6.    (a) The undersigned agrees that the Founder Shares and any shares of Common Stock issued upon conversion thereof may not be transferred, assigned or sold (except to the permitted transferees expressly described in the Registration Statement under “Principal Stockholders—Restrictions on Transfers of Founder Shares and Private Placement Warrants”; provided that in the case of clauses (a) through (g) thereof, such permitted transferees enter into a written agreement with the Company agreeing to be bound by the transfer restrictions and the other restrictions contained in this Agreement and by the same agreements entered into by the Company’s initial stockholders with respect to such securities (including provisions relating to voting, the Trust Account and liquidation distributions described in the Registration Statement)) until the earlier to occur of: (1) one year after the completion of an initial Business Combination and (2) subsequent to an initial Business Combination, (x) if the last reported sale price of the Company’s Common Stock equals or exceeds $12.00 per share (as adjusted for stock splits, stock dividends, reorganizations, recapitalizations) for any 20 trading days within any 30-trading day period commencing at least 150 days after the Company’s initial business combination or (y) the date on which the Company completes a liquidation, merger, capital stock exchange, reorganization or other similar transaction that results in all of its stockholders having the right to exchange their shares of Common Stock for cash, securities or other property.

 

2


       (b)    The undersigned will not, without the prior written consent of the Representatives, offer, sell, contract to sell, pledge, hedge or otherwise dispose of (or enter into any transaction that is designed to, or might reasonably be expected to, result in the disposition (whether by actual disposition or effective economic disposition due to cash settlement or otherwise) by the undersigned or any affiliate of the undersigned or any person in privity with the undersigned or any affiliate of the undersigned), directly or indirectly, including the filing (or participation in the filing) of a registration statement with the Securities and Exchange Commission (“SEC”) in respect of, or establish or increase a put equivalent position or liquidate or decrease a call equivalent position within the meaning of Section 16 of the Securities Exchange Act of 1934, as amended, and the rules and regulations of the SEC promulgated thereunder with respect to, any other Units, Common Stock, Warrants of the Company or any securities convertible into, or exercisable, or exchangeable for, Common Stock or publicly announce an intention to effect any such transaction, for a period of 180 days after the date of the Underwriting Agreement.
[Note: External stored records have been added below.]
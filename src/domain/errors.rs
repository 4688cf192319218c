use std::error::Error;
use std::fmt;

use crate::domain::models::PropertyId;
use crate::domain::services::payload::PayloadError;
use crate::infrastructure::chain::ChainSourceError;
use crate::infrastructure::persistence::error::StoreError;

/// Reason a transaction is invalid.
///
/// These never abort block processing: the engine records them on the
/// transaction and leaves the state untouched.
#[derive(Debug, Clone, PartialEq, Eq)]
pub enum ProtocolError {
    MalformedPayload(String),
    UnknownType { tx_type: u16, version: u16 },
    TypeNotPermitted { tx_type: u16, version: u16 },
    InvalidAmount,
    InsufficientBalance,
    InsufficientFee,
    UnknownProperty(PropertyId),
    PropertyNotTradeable(PropertyId),
    InvalidEcosystem,
    CrossEcosystem,
    InvalidPropertyType,
    UnsupportedPreviousProperty,
    EmptyName,
    MissingReference,
    NotIssuer,
    NotManaged,
    NotCrowdsale,
    CrowdsaleNotActive,
    ActiveCrowdsaleExists,
    DeadlineInPast,
    SupplyOverflow,
    DuplicateActiveOffer,
    NoActiveOffer,
    OfferAmountExceeded,
    SelfAccept,
    NothingToSend,
    NoRecipients,
    GracePeriodViolation { offset: i64, min: u32, max: u32 },
    UnknownFeature(u16),
    FeatureNotActivated(u16),
    FeatureNotActive(u16),
    UnauthorizedSender,
}

impl fmt::Display for ProtocolError {
    fn fmt(&self, f: &mut fmt::Formatter<'_>) -> fmt::Result {
        match self {
            ProtocolError::MalformedPayload(msg) => write!(f, "Malformed payload: {}", msg),
            ProtocolError::UnknownType { tx_type, version } => {
                write!(f, "Unknown transaction type {} version {}", tx_type, version)
            }
            ProtocolError::TypeNotPermitted { .. } => {
                write!(f, "Transaction type or version not permitted")
            }
            ProtocolError::InvalidAmount => write!(f, "Value out of range or zero"),
            ProtocolError::InsufficientBalance => write!(f, "Sender has insufficient balance"),
            ProtocolError::InsufficientFee => {
                write!(f, "Sender has insufficient balance to pay the fee")
            }
            ProtocolError::UnknownProperty(id) => write!(f, "Property {} does not exist", id),
            ProtocolError::PropertyNotTradeable(id) => {
                write!(f, "Property {} is not tradeable on the distributed exchange", id)
            }
            ProtocolError::InvalidEcosystem => write!(f, "Invalid ecosystem"),
            ProtocolError::CrossEcosystem => {
                write!(f, "Properties belong to different ecosystems")
            }
            ProtocolError::InvalidPropertyType => write!(f, "Invalid property type"),
            ProtocolError::UnsupportedPreviousProperty => {
                write!(f, "Property appends or replaces are not supported")
            }
            ProtocolError::EmptyName => write!(f, "Property name is empty"),
            ProtocolError::MissingReference => write!(f, "Transaction has no reference address"),
            ProtocolError::NotIssuer => write!(f, "Sender is not the issuer of the property"),
            ProtocolError::NotManaged => write!(f, "Property is not a managed property"),
            ProtocolError::NotCrowdsale => write!(f, "Property is not a crowdsale"),
            ProtocolError::CrowdsaleNotActive => write!(f, "Crowdsale is not active"),
            ProtocolError::ActiveCrowdsaleExists => {
                write!(f, "Sender has an active crowdsale")
            }
            ProtocolError::DeadlineInPast => write!(f, "Crowdsale deadline is in the past"),
            ProtocolError::SupplyOverflow => {
                write!(f, "Amount would exceed the maximum number of tokens")
            }
            ProtocolError::DuplicateActiveOffer => write!(f, "Sender has an active offer"),
            ProtocolError::NoActiveOffer => write!(f, "No active offer exists"),
            ProtocolError::OfferAmountExceeded => {
                write!(f, "Amount exceeds the amount offered")
            }
            ProtocolError::SelfAccept => write!(f, "Buyer and seller are the same address"),
            ProtocolError::NothingToSend => write!(f, "Sender has no tokens to send"),
            ProtocolError::NoRecipients => write!(f, "No owners to distribute to"),
            ProtocolError::GracePeriodViolation { offset, min, max } => write!(
                f,
                "Activation block is {} blocks ahead, outside the grace period [{}, {}]",
                offset, min, max
            ),
            ProtocolError::UnknownFeature(id) => write!(f, "Unknown feature {}", id),
            ProtocolError::FeatureNotActivated(id) => {
                write!(f, "Feature {} is not activated", id)
            }
            ProtocolError::FeatureNotActive(id) => write!(f, "Feature {} is not active", id),
            ProtocolError::UnauthorizedSender => {
                write!(f, "Sender is not authorized")
            }
        }
    }
}

impl Error for ProtocolError {}

impl From<PayloadError> for ProtocolError {
    fn from(error: PayloadError) -> Self {
        match error {
            PayloadError::UnknownType { tx_type, version } => {
                ProtocolError::UnknownType { tx_type, version }
            }
            other => ProtocolError::MalformedPayload(other.to_string()),
        }
    }
}

/// Fatal engine errors. Processing must stop when one of these occurs.
#[derive(Debug, Clone, PartialEq, Eq)]
pub enum EngineError {
    /// Undo history missing or state checksum mismatch after rollback
    ReorgInconsistency(String),
    /// Block does not extend the current tip
    OutOfOrderBlock { expected: u32, got: u32 },
    /// Block's parent is not the current tip
    ParentMismatch {
        height: u32,
        expected: String,
        got: String,
    },
}

impl fmt::Display for EngineError {
    fn fmt(&self, f: &mut fmt::Formatter<'_>) -> fmt::Result {
        match self {
            EngineError::ReorgInconsistency(msg) => write!(f, "Reorg inconsistency: {}", msg),
            EngineError::OutOfOrderBlock { expected, got } => write!(
                f,
                "Out of order block: expected height {}, got {}",
                expected, got
            ),
            EngineError::ParentMismatch {
                height,
                expected,
                got,
            } => write!(
                f,
                "Block {} does not extend the tip: expected parent {}, got {}",
                height, expected, got
            ),
        }
    }
}

impl Error for EngineError {}

/// Error type for block processing operations
#[derive(Debug)]
pub enum BlockProcessorError {
    ChainSourceError(ChainSourceError),
    EngineError(EngineError),
    StoreError(StoreError),
    ProcessingError(String),
}

impl fmt::Display for BlockProcessorError {
    fn fmt(&self, f: &mut fmt::Formatter<'_>) -> fmt::Result {
        match self {
            BlockProcessorError::ChainSourceError(e) => write!(f, "Chain source error: {}", e),
            BlockProcessorError::EngineError(e) => write!(f, "Engine error: {}", e),
            BlockProcessorError::StoreError(e) => write!(f, "State store error: {}", e),
            BlockProcessorError::ProcessingError(msg) => write!(f, "Processing error: {}", msg),
        }
    }
}

impl Error for BlockProcessorError {
    fn source(&self) -> Option<&(dyn Error + 'static)> {
        match self {
            BlockProcessorError::ChainSourceError(e) => Some(e),
            BlockProcessorError::EngineError(e) => Some(e),
            BlockProcessorError::StoreError(e) => Some(e),
            BlockProcessorError::ProcessingError(_) => None,
        }
    }
}

impl From<ChainSourceError> for BlockProcessorError {
    fn from(error: ChainSourceError) -> Self {
        BlockProcessorError::ChainSourceError(error)
    }
}

impl From<EngineError> for BlockProcessorError {
    fn from(error: EngineError) -> Self {
        BlockProcessorError::EngineError(error)
    }
}

impl From<StoreError> for BlockProcessorError {
    fn from(error: StoreError) -> Self {
        BlockProcessorError::StoreError(error)
    }
}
       (c)    The undersigned agrees that until 30 days after the Company completes an initial Business Combination, the undersigned’s Private Warrants will not be transferable (except to the permitted transferees expressly described in the Registration Statement under “Principal Stockholders—Restrictions on Transfers of Founder Shares and Private Placement Warrants”; provided that in the case of clauses (a) through (g) thereof, such permitted transferees enter into a written agreement with the Company agreeing to be bound by the transfer restrictions and the other restrictions contained in this Agreement and by the same agreements entered into by the Company’s initial stockholders with respect to such securities (including provisions relating to voting, the Trust Account and liquidation distributions described in the Registration Statement)).

7.    The undersigned’s FINRA Questionnaire previously furnished to the Company and the Representatives is true and accurate in all respects.

8.    To the extent that the Underwriters do not exercise their over-allotment option to purchase up to an additional 4,500,000 Units within 45 days from the date of the prospectus that forms part of the Registration Statement (“Prospectus”) (and as further described in the Prospectus), the undersigned agrees to forfeit, at no cost, a number of Founder Shares in the aggregate equal to 1,125,000 multiplied by a fraction, (i) the numerator of which is 4,500,000 minus the number of Units purchased by the Underwriters upon the exercise of their over-allotment option, and (ii) the denominator of which is 4,500,000. The forfeiture will be adjusted to the extent that the over-allotment option is not exercised in full by the Underwriters so that the Insiders will own an aggregate of 20% of the Company’s issued and outstanding shares of Common Stock after the IPO (assuming the Insiders do not purchase any Units in the IPO).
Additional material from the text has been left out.